3. Llenado de la cartera: teniendo en cuenta que cualquier viaje de más de 1/2 hora demanda una lectura para pasar el rato, es obvio que tengo que llevarme un libro para soportar la llegada al dichoso lugar. Así es que, mientras las ladies de todo el colectivo sólo tenían un regio bolsillo para guardar el gloss, yo me llevé un lindo bolsito que contenía libro (ya mencionado), estuche para los anteojos, alcohol en gel, caramelos, celular, billetera, monedero y una polera que sabe doblarse bien, lo que constituye el siguiente punto de mi derrota.
4. Abrigo: si bien nunca he podido soportar el frío de la madrugada —me fastidia, me da sueño y me desespera—, debo confesar que he aumentando mi reticencia a enfriarme el cuerpecito por no llevar ropa de más. Entonces, visto con la camiseta de mi madre, un pulóver y la campera pero, por las dudas, también llevo la referida polera en la inmensa cartera que elegí para la ocasión. Se podrán imaginar la pirámide textil de Keops que formé cuando decidí empezar a desabrigarme al son de Madonna.
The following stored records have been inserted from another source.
//! GraphQL client executing typed operations over a [`Transport`].

use std::sync::atomic::{AtomicU64, Ordering};
use std::sync::Arc;

use crate::error::QueryError;
use crate::operation::{GraphqlOperation, GraphqlRequest, GraphqlResponse};
use crate::transport::Transport;

/// How server-reported GraphQL errors interact with returned data.
#[derive(Debug, Clone, Copy, PartialEq, Eq, Default)]
pub enum ErrorPolicy {
    /// Any GraphQL error discards the data half of the response.
    #[default]
    None,
    /// Keep whatever data arrived alongside the errors.
    All,
}

/// Outcome of one execution. Data and error may both be present.
#[derive(Debug, Clone, PartialEq)]
pub struct QueryResult<T> {
    pub data: Option<T>,
    pub error: Option<QueryError>,
}

impl<T> QueryResult<T> {
    pub fn ok(data: T) -> Self {
        Self {
            data: Some(data),
            error: None,
        }
    }

    pub fn failed(error: QueryError) -> Self {
        Self {
            data: None,
            error: Some(error),
        }
    }

    pub fn is_partial(&self) -> bool {
        self.data.is_some() && self.error.is_some()
    }

    fn from_response(response: GraphqlResponse<T>, policy: ErrorPolicy) -> Self {
        let GraphqlResponse { data, errors } = response;
        if errors.is_empty() {
            return match data {
                Some(data) => Self::ok(data),
                None => Self::failed(QueryError::Protocol {
                    message: "response carried neither data nor errors".to_string(),
                }),
            };
        }
        let error = QueryError::Graphql { errors };
        match policy {
            ErrorPolicy::None => Self::failed(error),
            ErrorPolicy::All => Self {
                data,
                error: Some(error),
            },
        }
    }
}

/// Request counters.
#[derive(Debug, Default)]
pub struct ClientMetrics {
    requests_total: AtomicU64,
    requests_success: AtomicU64,
    requests_error: AtomicU64,
}

impl ClientMetrics {
    pub fn snapshot(&self) -> ClientMetricsSnapshot {
        ClientMetricsSnapshot {
            requests_total: self.requests_total.load(Ordering::Relaxed),
            requests_success: self.requests_success.load(Ordering::Relaxed),
            requests_error: self.requests_error.load(Ordering::Relaxed),
        }
    }
}

#[derive(Debug, Clone, Copy, PartialEq, Eq)]
pub struct ClientMetricsSnapshot {
    pub requests_total: u64,
    pub requests_success: u64,
    /// Requests that produced any error, including partial results.
    pub requests_error: u64,
}

/// Cheap to clone and `Send`, so a copy can move into worker jobs.
#[derive(Clone)]
pub struct GraphqlClient {
    transport: Arc<dyn Transport>,
    metrics: Arc<ClientMetrics>,
}

impl GraphqlClient {
    pub fn new(transport: Arc<dyn Transport>) -> Self {
        Self {
            transport,
            metrics: Arc::new(ClientMetrics::default()),
        }
    }

    pub fn metrics(&self) -> ClientMetricsSnapshot {
        self.metrics.snapshot()
    }

    /// Execute a typed operation. Blocks the calling thread.
    pub fn execute<O: GraphqlOperation>(
        &self,
        variables: O::Variables,
        policy: ErrorPolicy,
    ) -> QueryResult<O::ResponseData> {
        self.metrics.requests_total.fetch_add(1, Ordering::Relaxed);
        log::debug!("executing {}", O::OPERATION_NAME);

        let result = match self.fetch::<O>(variables) {
            Ok(response) => QueryResult::from_response(response, policy),
            Err(error) => QueryResult::failed(error),
        };

        if let Some(error) = &result.error {
            self.metrics.requests_error.fetch_add(1, Ordering::Relaxed);
            log::warn!("{} failed: {error}", O::OPERATION_NAME);
        } else {
            self.metrics.requests_success.fetch_add(1, Ordering::Relaxed);
        }
        result
    }

    fn fetch<O: GraphqlOperation>(
        &self,
        variables: O::Variables,
    ) -> Result<GraphqlResponse<O::ResponseData>, QueryError> {
        let request = GraphqlRequest::for_operation::<O>(variables);
        let body = serde_json::to_value(&request)?;
        let bytes = self.transport.post_json(&body)?;
        let response = serde_json::from_slice(&bytes)?;
        Ok(response)
    }
}

impl std::fmt::Debug for GraphqlClient {
    fn fmt(&self, f: &mut std::fmt::Formatter<'_>) -> std::fmt::Result {
        f.debug_struct("GraphqlClient")
            .field("metrics", &self.metrics.snapshot())
            .finish_non_exhaustive()
    }
}
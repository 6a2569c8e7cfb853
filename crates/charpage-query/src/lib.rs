//! Charpage Query - GraphQL client plumbing for the character browser.
//!
//! This crate provides:
//! - Typed GraphQL operations and the `Characters` page query.
//! - A blocking HTTP transport behind a [`Transport`] trait.
//! - Partial-failure execution through [`ErrorPolicy`].
//! - A per-variables result cache backing cache-first fetches.

#![forbid(unsafe_code)]

mod cache;
mod characters;
mod client;
mod error;
mod operation;
mod transport;

pub use cache::{FetchPolicy, ResultCache};
pub use characters::{
    Character, CharacterPage, CharactersData, CharactersQuery, CharactersVariables, PageInfo,
};
pub use client::{ClientMetrics, ClientMetricsSnapshot, ErrorPolicy, GraphqlClient, QueryResult};
pub use error::{GraphqlError, GraphqlErrorLocation, HttpErrorInfo, QueryError};
pub use operation::{GraphqlOperation, GraphqlQuery, GraphqlRequest, GraphqlResponse};
pub use transport::{HttpTransport, HttpTransportBuilder, Transport, DEFAULT_ENDPOINT};
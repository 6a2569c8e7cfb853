//! Observable cell holding the current page number.
//!
//! `PageState` is a single-threaded subject: `set` notifies every registered
//! subscriber synchronously when the value actually changes. No range checks
//! happen here; callers decide which pages are reachable.

use std::cell::{Cell, RefCell};
use std::rc::{Rc, Weak};

use smallvec::SmallVec;

use crate::PageNumber;

type Subscriber = Rc<dyn Fn(PageNumber)>; // Shared so notification can run without holding the list borrow.

struct SubscriberEntry {
    id: u64,
    callback: Subscriber,
}

struct PageStateInner {
    value: Cell<PageNumber>,
    subscribers: RefCell<SmallVec<[SubscriberEntry; 4]>>,
    next_id: Cell<u64>,
    notifying: Cell<bool>,
}

impl PageStateInner {
    fn remove(&self, id: u64) {
        let mut subscribers = self.subscribers.borrow_mut();
        if let Some(index) = subscribers.iter().position(|entry| entry.id == id) {
            subscribers.remove(index);
        }
    }
}

/// Clears the re-entrancy flag even if a subscriber panics.
struct NotifyGuard<'a> {
    flag: &'a Cell<bool>,
}

impl<'a> NotifyGuard<'a> {
    fn new(flag: &'a Cell<bool>) -> Self {
        flag.set(true);
        Self { flag }
    }
}

impl Drop for NotifyGuard<'_> {
    fn drop(&mut self) {
        self.flag.set(false);
    }
}

/// Handle-shared page cell. Clones observe and mutate the same value.
#[derive(Clone)]
pub struct PageState {
    inner: Rc<PageStateInner>,
}

impl PageState {
    pub fn new(initial: PageNumber) -> Self {
        Self {
            inner: Rc::new(PageStateInner {
                value: Cell::new(initial),
                subscribers: RefCell::new(SmallVec::new()),
                next_id: Cell::new(1),
                notifying: Cell::new(false),
            }),
        }
    }

    pub fn get(&self) -> PageNumber {
        self.inner.value.get()
    }

    /// Replace the value and notify subscribers before returning.
    ///
    /// Setting the current value again is a no-op. Calls made from inside a
    /// subscriber callback are rejected and logged.
    pub fn set(&self, value: PageNumber) {
        if self.inner.notifying.get() {
            log::warn!("PageState::set({value}) called during notification; ignored");
            return;
        }
        let previous = self.inner.value.replace(value);
        if previous == value {
            return;
        }
        log::debug!("page state {previous} -> {value}");

        let callbacks: SmallVec<[Subscriber; 4]> = self
            .inner
            .subscribers
            .borrow()
            .iter()
            .map(|entry| Rc::clone(&entry.callback))
            .collect();

        let _guard = NotifyGuard::new(&self.inner.notifying);
        for callback in callbacks {
            callback(value);
        }
    }

    /// Register `callback` for every future change. The current value is not
    /// replayed.
    pub fn subscribe(&self, callback: impl Fn(PageNumber) + 'static) -> Subscription {
        let id = self.inner.next_id.get();
        self.inner.next_id.set(id + 1);
        self.inner.subscribers.borrow_mut().push(SubscriberEntry {
            id,
            callback: Rc::new(callback),
        });
        Subscription {
            state: Rc::downgrade(&self.inner),
            id: Some(id),
        }
    }

    pub fn subscriber_count(&self) -> usize {
        self.inner.subscribers.borrow().len()
    }
}

impl std::fmt::Debug for PageState {
    fn fmt(&self, f: &mut std::fmt::Formatter<'_>) -> std::fmt::Result {
        f.debug_struct("PageState")
            .field("value", &self.get())
            .field("subscribers", &self.subscriber_count())
            .finish()
    }
}

/// Registration returned by [`PageState::subscribe`].
///
/// The callback stays registered for as long as this handle lives; calling
/// [`Subscription::unsubscribe`] or dropping the handle removes it.
#[must_use = "dropping a Subscription unregisters its callback"]
pub struct Subscription {
    state: Weak<PageStateInner>,
    id: Option<u64>,
}

impl Subscription {
    pub fn unsubscribe(mut self) {
        self.release();
    }

    pub fn is_active(&self) -> bool {
        self.id.is_some() && self.state.strong_count() > 0
    }

    fn release(&mut self) {
        if let Some(id) = self.id.take() {
            if let Some(state) = self.state.upgrade() {
                state.remove(id);
            }
        }
    }
}

impl Drop for Subscription {
    fn drop(&mut self) {
        self.release();
    }
}
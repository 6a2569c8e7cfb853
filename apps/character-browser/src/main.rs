use character_browser::AppOptions;

fn main() -> anyhow::Result<()> {
    env_logger::Builder::from_env(env_logger::Env::default().default_filter_or("info"))
        .format_timestamp_millis()
        .init();

    let options = AppOptions::from_env()?;

    println!("=== Character Browser ===");
    println!("Type a command and press Enter:");
    println!("  n - next page");
    println!("  p - previous page");
    println!("  r - retry after an error");
    println!("  q - quit");

    character_browser::run(options)
}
5. Horario: las 4 am es el momento en que la cabeza se me vuelve calabaza. Es así. Intenté flexibilizarme, hacer como que no me doy cuenta de la hora, pero siempre que miro el reloj asumiendo que el ciclo se ha cumplido, son las 3:30. Eso indica que, para mi organismo, lo ideal es ir abrigándose y partiendo hacia la próxima parada de colectivos o hacia el taxi más oportuno. Eso es claramente contraproducente con las teorías que afirman que a esa hora comienza la fiesta. Si es así, yo suelo irme cuando recién están sirviendo las fetas de queso. Y si se pasa el gong, cada minuto le agrega 5 kilos de mala onda a mi apariencia y a mi carácter.

Organismo desoído, mis más sinceras disculpas. Ambos sabemos de nuestro peculiar carácter. Sin embargo, la amistad y el revival lo pueden todo, a veces.